Tanto è stato sopraffatto l’intervento soprannaturale nel naturale con l’orgoglio della propria soggettiva fantasia, millantata per “ragione scientifica”, da non credere più all’azione della Grazia divina nel mondo, come è avvenuto, ad esempio, per il concepimento senza peccato della Regina degli angeli, la Vergine per eccellenza, che schiaccerà la testa del «dio di questo mondo» (Gen 3, 15). Così, se è possibile non credere più nella verginità di Maria, è possibile non credere più nell’indissolubilità del matrimonio, come se ne ha testimonianza nell’esortazione apostolica Amoris laetitia, dove si apre alla possibilità di dare l’Eucaristia ai divorziati risposati, dando per scontata l’impossibilità, da parte del credente, del vivere lo stato di continenza. Ma questo “credente”, in realtà, non crede più. Siamo, ormai, di fronte ad una teologia relativista? Assolutamente sì, e in alcuni casi, ormai, ludica e virtuale.

Ecco le ragioni delle «nostre forti rimostranze verso un’esegesi del tipo di R. E. Brown (ed ora dei suoi discepoli) in cui dinanzi al metodo storico-critico tutto passa in secondo piano, perfino la stessa Scrittura» (pp. 88-89). Scrive nella Presentazione padre Sefano M. Manelli FI: «Contro gli errori che offendono tale [la verginità perpetua di Maria] ineffabile mistero, tuttavia, è necessario vigilare con ogni premura perché è certo che intaccare questa verità significa intaccare e compromettere anche altre verità della nostra Fede che fanno tutte armonia divina con essa, a cominciare dalla verità sublime del mistero dell’Incarnazione del Verbo nella Vergine Immacolata» (p. 9).

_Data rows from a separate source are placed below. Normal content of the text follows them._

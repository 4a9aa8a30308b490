//! Show the contents of one archive.

use std::path::Path;

use anyhow::Context;
use serde_json::json;

use reelhouse_archive::Archive;

use super::{format_duration, format_epoch_ms, format_size};

pub async fn run(path: &Path, as_json: bool) -> anyhow::Result<()> {
    let archive = Archive::open(path).with_context(|| format!("Failed to read {}", path.display()))?;
    let payload_bytes: usize = archive.events.iter().map(|e| e.payload.len()).sum();

    if as_json {
        let out = json!({
            "path": archive.path,
            "metadata": archive.metadata,
            "eventCount": archive.events.len(),
            "payloadBytes": payload_bytes,
            "markers": archive.markers,
        });
        println!("{}", serde_json::to_string_pretty(&out)?);
        return Ok(());
    }

    let meta = &archive.metadata;
    println!("Archive: {}", archive.path.display());
    println!();
    println!("Subject:    {}", meta.subject_name);
    println!("Key:        {}", meta.recording_key);
    println!("Server:     {}", meta.server_name);
    println!("Started:    {}", format_epoch_ms(meta.date));
    if let Some(ended) = meta.ended_at {
        println!("Ended:      {}", format_epoch_ms(ended));
    }
    println!("Duration:   {}", format_duration(meta.duration));
    println!(
        "Format:     {} v{} ({})",
        meta.file_format, meta.file_format_version, meta.generator
    );
    println!("Protocol:   {} / {}", meta.protocol, meta.host_version);
    println!();
    println!(
        "Events:     {} ({})",
        archive.events.len(),
        format_size(payload_bytes as u64)
    );

    if !archive.markers.is_empty() {
        println!();
        println!("Markers:");
        for marker in &archive.markers {
            println!("  {:>10}  {}", format_duration(marker.time as u64 / 1000), marker.name);
        }
    }
    Ok(())
}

Perché mai dovremmo credere alla versione di un Brown piuttosto che a quella di padre Lanzetta? La risposta è tanto semplice quanto dettata dall’evidenza dei fatti, rivelati proprio nell’indagine teologica Semper Virgo, un trattato che si pone al servizio della ragione, quella che si sposa costruttivamente alla Fede.